WHAT YOU NEED TO DO: Among the entries below, how many lines hold "Common"? Only the number is wanted.

Dataset records:
---*---

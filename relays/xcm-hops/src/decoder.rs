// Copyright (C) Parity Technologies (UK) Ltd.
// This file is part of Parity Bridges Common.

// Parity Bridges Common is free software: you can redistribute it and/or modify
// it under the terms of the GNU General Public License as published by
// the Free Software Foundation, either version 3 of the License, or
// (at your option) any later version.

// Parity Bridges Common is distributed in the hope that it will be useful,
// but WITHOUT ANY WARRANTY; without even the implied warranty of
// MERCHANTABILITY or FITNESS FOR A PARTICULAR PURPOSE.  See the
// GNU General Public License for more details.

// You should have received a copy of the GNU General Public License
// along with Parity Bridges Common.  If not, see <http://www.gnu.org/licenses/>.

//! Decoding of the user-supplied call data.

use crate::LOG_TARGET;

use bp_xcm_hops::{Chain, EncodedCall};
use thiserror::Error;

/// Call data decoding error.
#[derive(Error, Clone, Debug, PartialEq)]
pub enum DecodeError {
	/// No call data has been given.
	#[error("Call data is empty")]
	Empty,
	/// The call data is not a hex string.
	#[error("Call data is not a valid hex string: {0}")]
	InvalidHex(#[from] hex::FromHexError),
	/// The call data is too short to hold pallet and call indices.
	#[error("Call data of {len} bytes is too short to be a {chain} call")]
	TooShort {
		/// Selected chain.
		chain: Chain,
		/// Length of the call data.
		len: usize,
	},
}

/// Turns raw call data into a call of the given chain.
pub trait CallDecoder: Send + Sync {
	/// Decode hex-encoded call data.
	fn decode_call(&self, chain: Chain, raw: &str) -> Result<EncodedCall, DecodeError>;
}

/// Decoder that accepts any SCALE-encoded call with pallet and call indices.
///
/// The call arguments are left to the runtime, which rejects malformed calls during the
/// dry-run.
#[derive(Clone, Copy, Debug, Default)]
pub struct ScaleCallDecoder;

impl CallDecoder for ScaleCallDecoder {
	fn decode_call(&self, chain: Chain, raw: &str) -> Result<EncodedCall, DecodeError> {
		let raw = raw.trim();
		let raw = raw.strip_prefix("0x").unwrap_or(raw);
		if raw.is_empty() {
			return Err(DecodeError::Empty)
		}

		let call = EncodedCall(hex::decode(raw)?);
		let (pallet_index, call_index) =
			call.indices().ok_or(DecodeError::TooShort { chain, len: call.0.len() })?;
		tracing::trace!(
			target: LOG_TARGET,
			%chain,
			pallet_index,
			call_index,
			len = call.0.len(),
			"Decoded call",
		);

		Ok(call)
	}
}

---*---

REPLY TO THE EXERCISE: 4